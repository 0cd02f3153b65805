use thiserror::Error;

/// Main error type for the tournament battle engine
#[derive(Debug, Clone, PartialEq, Error)]
pub enum BattleEngineError {
    /// A caller asked for something outside the bounds of a list
    #[error("Index error: {0}")]
    Index(#[from] IndexError),
    /// The battle is not in a state where the operation makes sense
    #[error("Battle state error: {0}")]
    BattleState(#[from] BattleStateError),
    /// A creature or catalog entry breaks a construction invariant.
    /// Not recoverable at runtime: it points at a content bug.
    #[error("Configuration error: {0}")]
    Configuration(#[from] ConfigurationError),
}

/// Rejected lookups. Never silently clamped.
#[derive(Debug, Clone, PartialEq, Eq, Error)]
pub enum IndexError {
    /// Ability index is out of bounds for the acting creature
    #[error("ability index {index} is out of range for {creature} ({len} abilities)")]
    InvalidAbilityIndex {
        creature: String,
        index: usize,
        len: usize,
    },
    /// 1-indexed roster position is out of bounds
    #[error("roster position {position} is out of range (roster holds {size})")]
    InvalidRosterPosition { position: usize, size: usize },
}

/// Errors related to battle state validation
#[derive(Debug, Clone, PartialEq, Eq, Error)]
pub enum BattleStateError {
    /// A move was requested without two creatures to fight
    #[error("a battle needs two combatants, roster holds {size}")]
    NotEnoughCombatants { size: usize },
    /// Entering the creatures would grow the roster past its limit
    #[error("cannot enter {requested} creatures, a roster holds at most {limit}")]
    TooManyCreatures { requested: usize, limit: usize },
    /// A tournament was started with fewer than two entrants
    #[error("a tournament needs at least two entrants, got {requested}")]
    NotEnoughEntrants { requested: usize },
}

/// Broken invariants in creatures or the content catalog
#[derive(Debug, Clone, PartialEq, Error)]
pub enum ConfigurationError {
    /// Every creature must carry at least one ability that is not special
    #[error("{creature} has no regular ability to fall back on")]
    NoRegularAbility { creature: String },
    /// Ability names are unique per creature
    #[error("{creature} already knows {ability}")]
    DuplicateAbility { creature: String, ability: String },
    /// Defence and strength must stay above the positive minimum
    #[error("{creature} has {stat} {value}, minimum is {minimum}")]
    StatTooLow {
        creature: String,
        stat: &'static str,
        value: f32,
        minimum: f32,
    },
    /// A capture threshold of zero would make a creature uncatchable while alive
    #[error("{creature} has a capture threshold of 0")]
    ZeroCatchThreshold { creature: String },
    /// The catalog has no template with this name
    #[error("no creature named {0} in the catalog")]
    UnknownCreature(String),
    /// The catalog ran out of abilities to hand out
    #[error("no {kind} ability left for {creature}")]
    NoAbilityCandidates {
        creature: String,
        kind: &'static str,
    },
    /// The catalog data could not be parsed
    #[error("malformed catalog: {0}")]
    MalformedCatalog(String),
}

/// Type alias for Results using BattleEngineError
pub type BattleResult<T> = Result<T, BattleEngineError>;

/// Type alias for Results using ConfigurationError
pub type ConfigurationResult<T> = Result<T, ConfigurationError>;
//! SQLite persistence: migrations and the [`Database`] store.

mod db;
mod favorites;
pub mod migrations;
mod snapshots;
mod songs;
mod users;

pub use db::Database;
pub use snapshots::SnapshotPass;
use anyhow::Result;
use encore_core::schema::Database;
use encore_engine::{Config, EnrichOptions, Enricher};

use super::lastfm_client;

pub async fn run_enrich(db: &Database, config: &Config, limit: usize) -> Result<()> {
    let Some(client) = lastfm_client(config)? else {
        println!("No Last.fm API key configured.");
        println!("Set it in config or the environment:");
        println!("  encore config set lastfm_api_key <KEY>");
        println!("  ENCORE_LASTFM_API_KEY=<KEY>");
        return Ok(());
    };

    log::info!("Starting Last.fm enrichment (limit {limit})");
    let options = EnrichOptions {
        limit,
        delay: config.similarity.request_delay(),
    };
    let report = Enricher::new(&client, &client)
        .with_options(options)
        .enrich_missing(db)
        .await?;

    if report.attempted == 0 {
        println!("All songs already have Last.fm data.");
        return Ok(());
    }

    println!("\n✓ Enrichment finished\n");
    println!("  Enriched:  {}", report.enriched);
    println!("  Not found: {}", report.not_found);
    println!("  Failed:    {}", report.failed);

    Ok(())
}
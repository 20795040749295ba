use serde::{Deserialize, Serialize};
use std::fmt;
use std::str::FromStr;
use uuid::Uuid;

macro_rules! define_id {
    ($name:ident, $doc:expr) => {
        #[doc = $doc]
        #[derive(Debug, Clone, Copy, PartialEq, Eq, Hash, PartialOrd, Ord, Serialize, Deserialize)]
        #[serde(transparent)]
        pub struct $name(Uuid);

        impl $name {
            #[must_use]
            pub fn new() -> Self {
                Self(Uuid::new_v4())
            }

            #[must_use]
            pub const fn from_uuid(uuid: Uuid) -> Self {
                Self(uuid)
            }

            #[must_use]
            pub const fn as_uuid(&self) -> &Uuid {
                &self.0
            }
        }

        impl Default for $name {
            fn default() -> Self {
                Self::new()
            }
        }

        impl fmt::Display for $name {
            fn fmt(&self, f: &mut fmt::Formatter<'_>) -> fmt::Result {
                write!(f, "{}", self.0)
            }
        }

        impl FromStr for $name {
            type Err = uuid::Error;

            fn from_str(s: &str) -> Result<Self, Self::Err> {
                Uuid::parse_str(s).map(Self)
            }
        }

        impl AsRef<Uuid> for $name {
            fn as_ref(&self) -> &Uuid {
                &self.0
            }
        }
    };
}

define_id!(SongId, "Unique identifier for a catalog song.");
define_id!(UserId, "Unique identifier for a user.");
define_id!(
    FavoriteId,
    "Unique identifier for a (user, song) favorite."
);

#[cfg(test)]
mod tests {
    use super::*;

    #[test]
    fn test_song_id_generation() {
        let id1 = SongId::new();
        let id2 = SongId::new();
        assert_ne!(id1, id2);
    }

    #[test]
    fn test_song_id_from_uuid() {
        let uuid = Uuid::new_v4();
        let id = SongId::from_uuid(uuid);
        assert_eq!(*id.as_uuid(), uuid);
    }

    #[test]
    fn test_user_id_parse_round_trip() {
        let id = UserId::new();
        let parsed: UserId = id.to_string().parse().unwrap();
        assert_eq!(parsed, id);
    }

    #[test]
    fn test_invalid_id_is_rejected() {
        assert!("not-a-uuid".parse::<FavoriteId>().is_err());
    }

    #[test]
    fn test_id_serializes_as_plain_string() {
        let id = SongId::new();
        let json = serde_json::to_string(&id).unwrap();
        assert_eq!(json, format!("\"{id}\""));
    }
}
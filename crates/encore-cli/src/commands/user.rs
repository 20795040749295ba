use anyhow::Result;
use chrono::Utc;
use encore_core::model::{IndirectPreferences, PreferenceSource, User, UserId};
use encore_core::schema::Database;

use super::print_json;

pub fn add_user(db: &Database, name: Option<String>, email: Option<String>) -> Result<()> {
    let mut user = User::new(name, email);
    db.insert_user(&mut user)?;
    println!("✓ Created user {}", user.id);
    println!("\nNext: encore user prefs {} --genres rock,pop --complete", user.id);
    Ok(())
}

pub fn show_user(db: &Database, user_id: &UserId, json: bool) -> Result<()> {
    let user = db.require_user(user_id)?;
    if json {
        return print_json(&user);
    }

    println!("\n👤 {}\n", user.display_name.as_deref().unwrap_or("(unnamed)"));
    println!("  Id:         {}", user.id);
    if let Some(email) = &user.email {
        println!("  Email:      {email}");
    }
    println!("  Onboarded:  {}", if user.onboarding_completed { "yes" } else { "no" });
    println!("  Genres:     {}", list_or_none(&user.preferred_genres));
    println!("  Moods:      {}", list_or_none(&user.preferred_moods));
    println!("  Effective:  {}", list_or_none(&user.effective_genres));
    println!("  All genres: {}", list_or_none(&user.all_preferred_genres()));

    let indirect = &user.indirect_preferences;
    if !indirect.is_empty() {
        let source = indirect.source.as_ref().map_or("unknown", PreferenceSource::as_str);
        println!("\n  Detected via {source} ({}% confidence)", indirect.confidence);
        println!("    Genres:  {}", list_or_none(&indirect.detected_genres));
        println!("    Artists: {}", list_or_none(&indirect.detected_artists));
    }

    Ok(())
}

fn list_or_none(items: &[String]) -> String {
    if items.is_empty() {
        "-".to_string()
    } else {
        items.join(", ")
    }
}

pub fn set_preferences(
    db: &Database,
    user_id: &UserId,
    genres: Option<Vec<String>>,
    moods: Option<Vec<String>>,
    complete: bool,
) -> Result<()> {
    let user = if complete {
        db.complete_onboarding(
            user_id,
            genres.unwrap_or_default(),
            moods.unwrap_or_default(),
        )?
    } else {
        db.update_preferences(user_id, genres, moods)?
    };

    println!("✓ Preferences updated");
    println!("  Genres: {}", list_or_none(&user.preferred_genres));
    println!("  Moods:  {}", list_or_none(&user.preferred_moods));
    Ok(())
}

pub fn set_indirect(
    db: &Database,
    user_id: &UserId,
    genres: Vec<String>,
    artists: Vec<String>,
    source: Option<PreferenceSource>,
    confidence: u8,
) -> Result<()> {
    let indirect = IndirectPreferences {
        detected_genres: genres,
        detected_artists: artists,
        source,
        detected_at: Some(Utc::now()),
        confidence,
    };
    let user = db.set_indirect_preferences(user_id, indirect)?;

    println!("✓ Indirect preferences recorded");
    println!("  Effective genres: {}", list_or_none(&user.effective_genres));
    Ok(())
}

pub fn show_status(db: &Database, user_id: &UserId) -> Result<()> {
    let status = db.require_user(user_id)?.onboarding_status();
    println!("Onboarding completed: {}", status.onboarding_completed);
    println!("Has preferences:      {}", status.has_preferences);
    Ok(())
}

━━━━━━━━━━

Give the number of lines in the material above that contain "SongId", with no other words.

5